It's so strange to me, as long as DBD's been going, an invert x-axis option has never been added despite there being an invert y-axis option. I would really really REALLY like to see it added in a future update. Surely it wouldn't be too hard to implement?

I play on PC, so I've thankfully been able to get around it with PC controller mapping shenanigans, but it'd be nice if I didn't have to do it manually, and also to be able to potentially play on console with that preferred setting being available in game.

Comments

  • UndeddJester
    UndeddJester Member Posts: 2,892

    As an inverted Y-axis enjoyer... fair play...

    But I have to ask... why on earth did you start playing games with inverted X-axis? What game was it that started you off on that journey? 😅

    For me the first real console FPS I played was Timesplitters 2, which was inverted by default (I think... it might have been my mates settings, but I am reasonably sure it was default)... but because of that, it's just a staple of my controls... and at least it makes sense if you consider flight sim controls...

    But inverse X... What the heck is your story? xD

  • ghostfaceismywaifu
    ghostfaceismywaifu Member Posts: 16
    edited July 23

    timesplitters mention!!! (never played it myself but I'm familiar with it because I've done a few art commissions of a character from it ahaha)

    Honestly I have a hard time remembering .. I think there may have been some games in my childhood that had that setting by default? Stuff where the camera is third person because the camera has more of an effect of moving around the character than being literally where the character is supposed to be looking. And the muscle memory of that really sticks. I WANT to say maybe 3D Sonic games were like that? Though I'm not 100% sure my memory serves. (edit: oh, Super Mario 64 was one of those kinds of games with an inverted x-axis! That would definitely have been one to influence me. Can't remember if subsequent 3D Mario games with like that, ie Sunshine, but there's a good chance they were!)

    There's also just something about non-inverted x-axis cameras that have a tendency to give me motion sickness until I REALLY get used to them. I can't really say why..? But I'm someone who has several motion sickness triggers in video games (like issues with eyestrain and strobing and such) so who knows, brains are weird.

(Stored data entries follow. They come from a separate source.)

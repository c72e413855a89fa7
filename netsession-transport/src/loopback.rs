//! In-process transport provider.
//!
//! [`LoopbackTransport`] connects sessions living in the same process. Listen
//! sockets are keyed by port only, every connection is a pair of linked
//! endpoints, and a send appends straight to the peer's inbox, so delivery is
//! immediate, ordered and lossless for both reliability modes.
//!
//! Notifications are queued and only handed to the session notifiers when
//! [`TransportProvider::run_callbacks`] is called, matching how real
//! providers defer status callbacks to the polling thread.
//!
//! Failures can be injected with [`LoopbackFaults`] to exercise error paths.

use crate::error::TransportError;
use crate::notify::StatusNotifier;
use crate::provider::TransportProvider;
use crate::types::{
    ConnectionHandle, ConnectionInfo, ConnectionState, ConnectionStatusChanged, ListenHandle,
    Message, PollGroupHandle, ReceiveSource, ResultCode, SendReliability,
};
use bytes::Bytes;
use parking_lot::Mutex;
use std::collections::{HashMap, HashSet, VecDeque};
use std::net::{IpAddr, Ipv4Addr, SocketAddr};

/// Largest payload accepted by [`LoopbackTransport::send`].
pub const MAX_MESSAGE_SIZE: usize = 512 * 1024;

const LOOPBACK_IP: IpAddr = IpAddr::V4(Ipv4Addr::LOCALHOST);
const EPHEMERAL_PORT_BASE: u16 = 40000;

/// Failures to inject into a [`LoopbackTransport`].
#[derive(Debug, Clone, Default, PartialEq, Eq)]
pub struct LoopbackFaults {
    /// Makes `init` fail with this message.
    pub init_failure: Option<String>,
    /// Makes `connect` fail to create the connection.
    pub fail_connect: bool,
    /// Makes `create_poll_group` fail.
    pub fail_poll_group_create: bool,
    /// Makes `accept_connection` return `InvalidState`.
    pub reject_accept: bool,
    /// Makes `set_poll_group` return false.
    pub fail_poll_group_assign: bool,
    /// Makes every `receive` call fail.
    pub fail_receive: bool,
}

#[derive(Debug)]
struct Endpoint {
    state: ConnectionState,
    peer: Option<ConnectionHandle>,
    notifier: StatusNotifier,
    listen_socket: Option<ListenHandle>,
    remote_addr: SocketAddr,
    poll_group: Option<PollGroupHandle>,
    inbox: VecDeque<Message>,
    next_message_number: u64,
    sent: u64,
    end_debug: String,
}

#[derive(Debug)]
struct Listener {
    port: u16,
    notifier: StatusNotifier,
}

#[derive(Debug, Default)]
struct LoopbackState {
    initialized: bool,
    next_raw: u32,
    faults: LoopbackFaults,
    listeners: HashMap<ListenHandle, Listener>,
    endpoints: HashMap<ConnectionHandle, Endpoint>,
    poll_groups: HashSet<PollGroupHandle>,
    pending: Vec<(StatusNotifier, ConnectionStatusChanged)>,
}

impl LoopbackState {
    fn allocate(&mut self) -> u32 {
        self.next_raw = self.next_raw.wrapping_add(1).max(1);
        self.next_raw
    }

    fn info(&self, connection: ConnectionHandle) -> Option<ConnectionInfo> {
        self.endpoints.get(&connection).map(|endpoint| ConnectionInfo {
            state: endpoint.state,
            listen_socket: endpoint.listen_socket,
            remote_addr: Some(endpoint.remote_addr),
            description: format!("#{} loopback {}", connection.raw(), endpoint.remote_addr),
            end_debug: endpoint.end_debug.clone(),
        })
    }

    /// Moves an endpoint to `new_state` and queues the notification.
    fn transition(
        &mut self,
        connection: ConnectionHandle,
        new_state: ConnectionState,
        end_debug: Option<&str>,
    ) {
        let Some(endpoint) = self.endpoints.get_mut(&connection) else {
            return;
        };
        let old_state = endpoint.state;
        endpoint.state = new_state;
        if let Some(reason) = end_debug {
            endpoint.end_debug = reason.to_string();
        }
        let notifier = endpoint.notifier.clone();

        if let Some(info) = self.info(connection) {
            self.pending.push((
                notifier,
                ConnectionStatusChanged {
                    connection,
                    info,
                    old_state,
                },
            ));
        }
    }

    fn is_open(&self, connection: ConnectionHandle) -> bool {
        self.endpoints.get(&connection).is_some_and(|endpoint| {
            endpoint.state.is_connecting() || endpoint.state == ConnectionState::Connected
        })
    }

    fn close(&mut self, connection: ConnectionHandle, reason: Option<&str>) -> bool {
        let Some(endpoint) = self.endpoints.remove(&connection) else {
            return false;
        };
        if let Some(peer) = endpoint.peer
            && self.is_open(peer)
        {
            self.transition(
                peer,
                ConnectionState::ClosedByPeer,
                Some(reason.unwrap_or("closed by peer")),
            );
        }
        true
    }
}

/// In-process [`TransportProvider`].
#[derive(Debug, Default)]
pub struct LoopbackTransport {
    state: Mutex<LoopbackState>,
}

impl LoopbackTransport {
    /// Creates an uninitialised provider.
    #[must_use]
    pub fn new() -> Self {
        Self::default()
    }

    /// Replaces the injected faults.
    pub fn set_faults(&self, faults: LoopbackFaults) {
        self.state.lock().faults = faults;
    }

    /// Returns true once `init` succeeded.
    #[must_use]
    pub fn is_initialized(&self) -> bool {
        self.state.lock().initialized
    }

    /// Simulates a locally detected problem (timeout, route loss) on a
    /// connection. Both ends move to `ProblemDetectedLocally`.
    ///
    /// # Returns
    /// `false` if the connection is unknown or already closed.
    pub fn sever(&self, connection: ConnectionHandle, reason: &str) -> bool {
        let mut state = self.state.lock();
        if !state.is_open(connection) {
            return false;
        }
        let peer = state.endpoints.get(&connection).and_then(|e| e.peer);
        state.transition(
            connection,
            ConnectionState::ProblemDetectedLocally,
            Some(reason),
        );
        if let Some(peer) = peer
            && state.is_open(peer)
        {
            state.transition(peer, ConnectionState::ProblemDetectedLocally, Some(reason));
        }
        true
    }

    /// Returns how many messages were successfully sent from `connection`.
    ///
    /// The count lives on the endpoint, so it reads 0 once the connection is
    /// closed.
    #[must_use]
    pub fn messages_sent_on(&self, connection: ConnectionHandle) -> u64 {
        self.state
            .lock()
            .endpoints
            .get(&connection)
            .map_or(0, |endpoint| endpoint.sent)
    }

    /// Returns the peer endpoint linked to `connection`.
    #[must_use]
    pub fn peer_of(&self, connection: ConnectionHandle) -> Option<ConnectionHandle> {
        self.state
            .lock()
            .endpoints
            .get(&connection)
            .and_then(|endpoint| endpoint.peer)
    }

    /// Returns the number of live connection endpoints.
    #[must_use]
    pub fn connection_count(&self) -> usize {
        self.state.lock().endpoints.len()
    }

    /// Returns the number of open listen sockets.
    #[must_use]
    pub fn listener_count(&self) -> usize {
        self.state.lock().listeners.len()
    }

    /// Returns the number of live poll groups.
    #[must_use]
    pub fn poll_group_count(&self) -> usize {
        self.state.lock().poll_groups.len()
    }
}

    When I first booted up DBD, the motion sickness hit me hard and I was like, well I'm on PC, screw having to just cope with it lol

    STRANGELY ENOUGH… I don't play with the y-axis inverted. I have no explanation for that. Again, it might be cases where games I used to play might have just been like that! But y-axis being inverted or not is also, for whatever reason, easier to adjust to between games.

  • UndeddJester
    UndeddJester Member Posts: 2,892

    Fascinating, well it's a pleasure to meet a invert x-player... I thought you guys were an urban legend, something devs were forced to implement for the sake of being anal and having menu consistency.... xD

    Interesting the motion sickness issue. I know that motion sickness is often caused a mismatch between what your inner ear detects and what your eyes see causing your brain to get confused. It thinks the only explanation for this mismatch must be you've been poisoned, so it makes you sick.

    I guess that then makes sense that if your brain has an easier time resolving the movement of the camera and reduce its cognitive load, that does make sense.to reduce your symptoms.

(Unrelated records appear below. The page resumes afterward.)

//! End-to-end client/server behaviour over the loopback transport.

use netsession::prelude::*;
use std::sync::atomic::{AtomicUsize, Ordering};
use std::sync::{Arc, Mutex};
use std::thread;
use std::time::{Duration, Instant};

fn wait_until(mut condition: impl FnMut() -> bool) -> bool {
    let deadline = Instant::now() + Duration::from_secs(5);
    while Instant::now() < deadline {
        if condition() {
            return true;
        }
        thread::sleep(Duration::from_millis(2));
    }
    condition()
}

fn server_on(transport: &Arc<LoopbackTransport>, port: u16) -> Server<LoopbackTransport> {
    Server::builder(Arc::clone(transport))
        .port(port)
        .poll_interval(Duration::from_millis(1))
        .build()
}

fn client_on(transport: &Arc<LoopbackTransport>) -> Client<LoopbackTransport> {
    Client::builder(Arc::clone(transport))
        .poll_interval(Duration::from_millis(1))
        .build()
}

fn counter() -> (Arc<AtomicUsize>, Arc<AtomicUsize>) {
    let count = Arc::new(AtomicUsize::new(0));
    (Arc::clone(&count), count)
}

#[test]
fn test_connect_and_send_scenario() {
    let transport = Arc::new(LoopbackTransport::new());
    let mut server = server_on(&transport, DEFAULT_PORT);

    let joined = Arc::new(Mutex::new(Vec::<ClientInfo>::new()));
    let received = Arc::new(Mutex::new(Vec::<(ClientInfo, Vec<u8>)>::new()));
    {
        let joined = Arc::clone(&joined);
        server.set_on_client_connected(move |client| joined.lock().unwrap().push(client.clone()));
        let received = Arc::clone(&received);
        server.set_on_data_received(move |client, buffer| {
            received
                .lock()
                .unwrap()
                .push((client.clone(), buffer.to_vec()));
        });
    }
    server.start();

    let mut client = client_on(&transport);
    let (connects, connects_seen) = counter();
    client.set_on_connected(move || {
        connects.fetch_add(1, Ordering::SeqCst);
    });
    client.connect("127.0.0.1:27020");

    assert!(wait_until(|| client.status() == ConnectionStatus::Connected));
    assert!(wait_until(|| joined.lock().unwrap().len() == 1));
    assert!(wait_until(|| connects_seen.load(Ordering::SeqCst) == 1));
    let registered = joined.lock().unwrap()[0].clone();
    assert!(!registered.description.is_empty());

    assert_eq!(
        client.send(Buffer::from(&[1u8, 2, 3, 4]), SendReliability::Reliable),
        ResultCode::Ok
    );
    assert!(wait_until(|| received.lock().unwrap().len() == 1));
    let (sender, bytes) = received.lock().unwrap()[0].clone();
    assert_eq!(sender, registered);
    assert_eq!(bytes, vec![1, 2, 3, 4]);

    client.disconnect();
    server.stop();
    assert_eq!(joined.lock().unwrap().len(), 1);
    assert_eq!(connects_seen.load(Ordering::SeqCst), 1);
}

#[test]
fn test_two_clients_registered() {
    let transport = Arc::new(LoopbackTransport::new());
    let mut server = server_on(&transport, 27030);
    server.start();

    let mut first = client_on(&transport);
    let mut second = client_on(&transport);
    first.connect("127.0.0.1:27030");
    second.connect("127.0.0.1:27030");

    assert!(wait_until(|| server.client_count() == 2));
    let clients = server.connected_clients();
    assert_eq!(clients.len(), 2);
    for (handle, info) in &clients {
        assert_eq!(*handle, info.connection);
    }
}

#[test]
fn test_broadcast_excludes_sender() {
    let transport = Arc::new(LoopbackTransport::new());
    let mut server = server_on(&transport, 27031);
    server.start();

    let mut alice = client_on(&transport);
    let mut bob = client_on(&transport);
    let (alice_hits, alice_seen) = counter();
    let (bob_hits, bob_seen) = counter();
    alice.set_on_data_received(move |_| {
        alice_hits.fetch_add(1, Ordering::SeqCst);
    });
    bob.set_on_data_received(move |buffer| {
        assert_eq!(buffer.as_slice(), b"news");
        bob_hits.fetch_add(1, Ordering::SeqCst);
    });

    alice.connect("127.0.0.1:27031");
    assert!(wait_until(|| server.client_count() == 1));
    let alice_info = server
        .connected_clients()
        .into_values()
        .next()
        .expect("alice registered");

    bob.connect("127.0.0.1:27031");
    assert!(wait_until(|| server.client_count() == 2));
    assert!(wait_until(|| bob.status() == ConnectionStatus::Connected));

    let delivered = server.broadcast(
        Buffer::from("news"),
        Some(&alice_info),
        SendReliability::Reliable,
    );

    assert_eq!(delivered, 1);
    assert!(wait_until(|| bob_seen.load(Ordering::SeqCst) == 1));
    assert_eq!(transport.messages_sent_on(alice_info.connection), 0);
    thread::sleep(Duration::from_millis(20));
    assert_eq!(alice_seen.load(Ordering::SeqCst), 0);
    assert_eq!(bob_seen.load(Ordering::SeqCst), 1);
}

#[test]
fn test_broadcast_without_exclusion_reaches_everyone() {
    let transport = Arc::new(LoopbackTransport::new());
    let mut server = server_on(&transport, 27032);
    server.start();

    let mut clients: Vec<_> = (0..3).map(|_| client_on(&transport)).collect();
    let (hits, seen) = counter();
    for client in &mut clients {
        let hits = Arc::clone(&hits);
        client.set_on_data_received(move |_| {
            hits.fetch_add(1, Ordering::SeqCst);
        });
        client.connect("127.0.0.1:27032");
    }
    assert!(wait_until(|| server.client_count() == 3));
    assert!(wait_until(|| clients
        .iter()
        .all(|client| client.status() == ConnectionStatus::Connected)));

    assert_eq!(
        server.broadcast(Buffer::from("all"), None, SendReliability::Unreliable),
        3
    );
    assert!(wait_until(|| seen.load(Ordering::SeqCst) == 3));
}

#[test]
fn test_unparsable_address() {
    let transport = Arc::new(LoopbackTransport::new());
    let mut client = client_on(&transport);

    client.connect("not-an-address");

    assert!(wait_until(|| !client.is_running()));
    assert_eq!(client.status(), ConnectionStatus::FailedToConnect);
    assert!(client.debug_message().contains("not-an-address"));
}

#[test]
fn test_no_server_fails_to_connect() {
    let transport = Arc::new(LoopbackTransport::new());
    let mut client = client_on(&transport);
    let (disconnects, disconnects_seen) = counter();
    client.set_on_disconnected(move || {
        disconnects.fetch_add(1, Ordering::SeqCst);
    });

    client.connect("127.0.0.1:27033");

    assert!(wait_until(|| !client.is_running()));
    assert_eq!(client.status(), ConnectionStatus::FailedToConnect);
    assert!(wait_until(|| disconnects_seen.load(Ordering::SeqCst) == 1));
}

#[test]
fn test_stop_blocks_until_thread_exits() {
    let transport = Arc::new(LoopbackTransport::new());
    let mut server = server_on(&transport, 27034);
    let mut client = client_on(&transport);

    server.start();
    client.connect("127.0.0.1:27034");
    assert!(wait_until(|| client.status() == ConnectionStatus::Connected));

    client.disconnect();
    assert!(!client.is_running());
    assert_eq!(client.status(), ConnectionStatus::Disconnected);

    server.stop();
    assert!(!server.is_running());
    assert_eq!(server.client_count(), 0);
    assert_eq!(transport.listener_count(), 0);
    assert_eq!(transport.connection_count(), 0);
}

#[test]
fn test_start_and_connect_are_idempotent() {
    let transport = Arc::new(LoopbackTransport::new());
    let mut server = server_on(&transport, 27035);
    let mut client = client_on(&transport);

    server.start();
    server.start();
    assert!(wait_until(|| transport.listener_count() == 1));

    client.connect("127.0.0.1:27035");
    client.connect("127.0.0.1:27035");
    assert!(wait_until(|| server.client_count() == 1));
    thread::sleep(Duration::from_millis(20));
    assert_eq!(server.client_count(), 1);
    assert_eq!(transport.listener_count(), 1);
}

#[test]
fn test_server_shutdown_disconnects_client() {
    let transport = Arc::new(LoopbackTransport::new());
    let mut server = server_on(&transport, 27036);
    let mut client = client_on(&transport);
    let (server_side, server_side_seen) = counter();
    server.set_on_client_disconnected(move |_| {
        server_side.fetch_add(1, Ordering::SeqCst);
    });
    let (client_side, client_side_seen) = counter();
    client.set_on_disconnected(move || {
        client_side.fetch_add(1, Ordering::SeqCst);
    });

    server.start();
    client.connect("127.0.0.1:27036");
    assert!(wait_until(|| client.status() == ConnectionStatus::Connected));

    server.stop();

    assert!(wait_until(|| !client.is_running()));
    assert_eq!(client.status(), ConnectionStatus::Disconnected);
    assert_eq!(client.debug_message(), SHUTDOWN_REASON);
    assert!(wait_until(|| client_side_seen.load(Ordering::SeqCst) == 1));
    assert_eq!(server_side_seen.load(Ordering::SeqCst), 0);
}

#[test]
fn test_client_disconnect_fires_server_callback_once() {
    let transport = Arc::new(LoopbackTransport::new());
    let mut server = server_on(&transport, 27037);
    let left = Arc::new(Mutex::new(Vec::<ClientInfo>::new()));
    {
        let left = Arc::clone(&left);
        server.set_on_client_disconnected(move |client| left.lock().unwrap().push(client.clone()));
    }
    server.start();

    let mut client = client_on(&transport);
    client.connect("127.0.0.1:27037");
    assert!(wait_until(|| server.client_count() == 1));
    let registered = server
        .connected_clients()
        .into_values()
        .next()
        .expect("client registered");

    client.disconnect();

    assert!(wait_until(|| server.client_count() == 0));
    assert!(wait_until(|| left.lock().unwrap().len() == 1));
    thread::sleep(Duration::from_millis(20));
    assert_eq!(*left.lock().unwrap(), vec![registered]);
}

#[test]
fn test_severed_connection_is_lost() {
    let transport = Arc::new(LoopbackTransport::new());
    let mut server = server_on(&transport, 27038);
    let mut client = client_on(&transport);
    let (server_side, server_side_seen) = counter();
    server.set_on_client_disconnected(move |_| {
        server_side.fetch_add(1, Ordering::SeqCst);
    });

    server.start();
    client.connect("127.0.0.1:27038");
    assert!(wait_until(|| server.client_count() == 1));
    let registered = server
        .connected_clients()
        .into_values()
        .next()
        .expect("client registered");

    assert!(transport.sever(registered.connection, "timed out"));

    assert!(wait_until(|| client.status() == ConnectionStatus::Disconnected));
    assert_eq!(client.debug_message(), "timed out");
    assert!(wait_until(|| server.client_count() == 0));
    assert_eq!(server_side_seen.load(Ordering::SeqCst), 1);
}

#[test]
fn test_rejected_accept_fails_client() {
    let transport = Arc::new(LoopbackTransport::new());
    transport.set_faults(LoopbackFaults {
        reject_accept: true,
        ..Default::default()
    });
    let mut server = server_on(&transport, 27039);
    let mut client = client_on(&transport);

    server.start();
    client.connect("127.0.0.1:27039");

    assert!(wait_until(|| client.status() == ConnectionStatus::FailedToConnect));
    assert!(server.is_running());
    assert_eq!(server.client_count(), 0);
}

#[test]
fn test_poll_group_failure_stops_server() {
    let transport = Arc::new(LoopbackTransport::new());
    transport.set_faults(LoopbackFaults {
        fail_poll_group_create: true,
        ..Default::default()
    });
    let mut server = server_on(&transport, 27040);

    server.start();

    assert!(wait_until(|| !server.is_running()));
    assert!(!server.debug_message().is_empty());
    assert_eq!(transport.listener_count(), 0);
}

#[test]
fn test_init_failure_reported_on_both_sides() {
    let transport = Arc::new(LoopbackTransport::new());
    transport.set_faults(LoopbackFaults {
        init_failure: Some("no network".to_string()),
        ..Default::default()
    });
    let mut server = server_on(&transport, 27041);
    let mut client = client_on(&transport);

    server.start();
    client.connect("127.0.0.1:27041");

    assert!(wait_until(|| !server.is_running() && !client.is_running()));
    assert!(server.debug_message().contains("no network"));
    assert_eq!(client.status(), ConnectionStatus::FailedToConnect);
    assert!(client.debug_message().contains("no network"));
}

#[test]
fn test_servers_coexist_on_one_transport() {
    let transport = Arc::new(LoopbackTransport::new());
    let mut north = server_on(&transport, 27042);
    let mut south = server_on(&transport, 27043);
    north.start();
    south.start();

    let mut to_north = client_on(&transport);
    let mut to_south = client_on(&transport);
    to_north.connect("127.0.0.1:27042");
    to_south.connect("127.0.0.1:27043");

    assert!(wait_until(|| north.client_count() == 1 && south.client_count() == 1));
    assert!(wait_until(|| to_north.status() == ConnectionStatus::Connected
        && to_south.status() == ConnectionStatus::Connected));

    north.stop();
    assert!(wait_until(|| to_north.status() == ConnectionStatus::Disconnected));
    assert_eq!(to_south.status(), ConnectionStatus::Connected);
    assert_eq!(south.client_count(), 1);
}

#[test]
fn test_reply_from_inside_callback() {
    let transport = Arc::new(LoopbackTransport::new());
    let mut server = server_on(&transport, 27044);
    let echo = server.handle();
    server.set_on_data_received(move |client, buffer| {
        echo.send_to(client, buffer, SendReliability::Reliable);
    });
    server.start();

    let mut client = client_on(&transport);
    let replies = Arc::new(Mutex::new(Vec::new()));
    {
        let replies = Arc::clone(&replies);
        client.set_on_data_received(move |buffer| replies.lock().unwrap().push(buffer.to_vec()));
    }
    client.connect("127.0.0.1:27044");
    assert!(wait_until(|| client.status() == ConnectionStatus::Connected));

    let sender = client.handle();
    thread::spawn(move || sender.send(Buffer::from("echo me"), SendReliability::Reliable))
        .join()
        .unwrap();

    assert!(wait_until(|| replies.lock().unwrap().len() == 1));
    assert_eq!(replies.lock().unwrap()[0], b"echo me".to_vec());
}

    I've only ever had this issue in cars, but rarely in aircraft or ships... though Quake and Doom sliding around used to mess me up pretty bad. I know guys who like to remove the motion sway in games... but it helps my brain resolve what's happening faaaaar easier 😁

    Aaaah the Mario games… Fair play!

  • ghostfaceismywaifu
    ghostfaceismywaifu Member Posts: 16

    Ahahaha we exist! I never even realized we were an enigma the whole time until seeing how few people ask for an x axis invert in games like this! For so long, I thought it was the NORMAL way to play!

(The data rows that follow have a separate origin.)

//! # netsession Core
//!
//! Building blocks shared by the client and server session engines.
//!
//! This crate provides:
//! - [`Buffer`] borrowed view over one payload
//! - [`CallbackSlot`] optional, replaceable user handlers
//! - [`PollWorker`] background poll-loop thread with cooperative stop
//! - Error types for core operations

pub mod buffer;
pub mod callback;
pub mod error;
pub mod worker;

pub use buffer::Buffer;
pub use callback::CallbackSlot;
pub use error::{CoreError, Result};
pub use worker::{DEFAULT_POLL_INTERVAL, DEFAULT_RECEIVE_BATCH, PollConfig, PollWorker, RunFlag};
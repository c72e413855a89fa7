//! The transport provider contract consumed by the session engines.
//!
//! A provider owns everything about moving bytes: handshakes,
//! retransmission, congestion control, address resolution. Sessions only
//! talk to it through this trait. Providers are shared between a session's
//! owner thread (for sends) and its poll thread, hence `Send + Sync` and
//! `&self` receivers everywhere.

use crate::error::TransportError;
use crate::notify::StatusNotifier;
use crate::types::{
    ConnectionHandle, ConnectionInfo, ListenHandle, Message, PollGroupHandle, ReceiveSource,
    ResultCode, SendReliability,
};
use std::net::SocketAddr;

/// Reliable/unreliable datagram transport used by clients and servers.
pub trait TransportProvider: Send + Sync + 'static {
    /// Initialises the networking subsystem. Must be idempotent.
    ///
    /// # Errors
    /// Returns `TransportError::Init` if the subsystem cannot start.
    fn init(&self) -> Result<(), TransportError>;

    /// Parses an address string such as `"127.0.0.1:27020"`.
    ///
    /// # Errors
    /// Returns `TransportError::AddressParse` carrying the offending string.
    fn resolve_address(&self, address: &str) -> Result<SocketAddr, TransportError>;

    /// Starts an outgoing connection.
    ///
    /// Progress is reported through `notifier` once `run_callbacks` runs.
    ///
    /// # Errors
    /// Returns an error if the connection object cannot be created at all.
    /// Failing to reach the peer is reported asynchronously instead.
    fn connect(
        &self,
        addr: SocketAddr,
        notifier: StatusNotifier,
    ) -> Result<ConnectionHandle, TransportError>;

    /// Opens a listen socket on `port`. Incoming connections are reported
    /// through `notifier` in the `Connecting` state.
    ///
    /// # Errors
    /// Returns `TransportError::Listen` if the socket cannot be created.
    fn listen(&self, port: u16, notifier: StatusNotifier) -> Result<ListenHandle, TransportError>;

    /// Closes a listen socket and every connection still attached to it.
    fn close_listen_socket(&self, socket: ListenHandle) -> bool;

    /// Creates a poll group.
    ///
    /// # Errors
    /// Returns `TransportError::PollGroup` if the group cannot be created.
    fn create_poll_group(&self) -> Result<PollGroupHandle, TransportError>;

    /// Destroys a poll group. Connections in it are left open.
    fn destroy_poll_group(&self, group: PollGroupHandle) -> bool;

    /// Sends one payload on a connection.
    fn send(
        &self,
        connection: ConnectionHandle,
        data: &[u8],
        reliability: SendReliability,
    ) -> ResultCode;

    /// Pulls up to `max` pending messages without blocking.
    ///
    /// # Errors
    /// Returns an error if the source handle is invalid.
    fn receive(&self, source: ReceiveSource, max: usize) -> Result<Vec<Message>, TransportError>;

    /// Accepts an incoming connection that is waiting in `Connecting`.
    fn accept_connection(&self, connection: ConnectionHandle) -> ResultCode;

    /// Assigns a connection to a poll group.
    fn set_poll_group(&self, connection: ConnectionHandle, group: PollGroupHandle) -> bool;

    /// Closes a connection and invalidates its handle. The peer is notified
    /// with `reason`. With `linger`, queued reliable data is flushed first.
    fn close_connection(
        &self,
        connection: ConnectionHandle,
        reason: Option<&str>,
        linger: bool,
    ) -> bool;

    /// Delivers every queued status notification to its notifier.
    fn run_callbacks(&self);

    /// Returns the current info for a connection.
    fn connection_info(&self, connection: ConnectionHandle) -> Option<ConnectionInfo>;
}
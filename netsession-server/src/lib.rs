//! # netsession Server
//!
//! Server side of netsession connections.
//!
//! This crate provides:
//! - Server builder with port and poll-loop configuration
//! - Registry of connected clients with consistent snapshots
//! - Callback dispatch for connect, disconnect and data events
//! - Unicast and broadcast sending, also through a cloneable handle

pub mod builder;
pub mod dispatcher;
pub mod error;
pub mod registry;
pub mod session;

pub use builder::{DEFAULT_PORT, Server, ServerBuilder, ServerConfig, ServerHandle};
pub use dispatcher::{
    ClientConnectedCallback, ClientDisconnectedCallback, ServerCallbacks, ServerDataCallback,
};
pub use error::ServerError;
pub use registry::{ClientInfo, ClientRegistry};
pub use session::SHUTDOWN_REASON;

    I decided to boot up DBD in tutorial mode and sort of analyze what I think my brain is actually doing to process it. For context I'm using a Logitech controller with a left and right analog stick. So, I'm looking at Dwight in 3D space. My left thumb is controlling his movements in direct relation to the space. Pushing up he walks forward, pulling back he turns toward the camera and walks towards me. Pushing left he walks left, and pushing right he walks right. I think that's how most people experience that part.

    But what I THINK other people experience with their right thumb (or however they're controlling the x axis/camera), they are controlling where the character is literally looking. Correct me if I'm wrong on it, but it seems to be that if you push left on the right analog stick, you want Dwight to look right, and pushing left, you want him to look left, and so on. Or maybe it's simply your own eyes even in third person—you're pushing the stick in the direction you want to be looking.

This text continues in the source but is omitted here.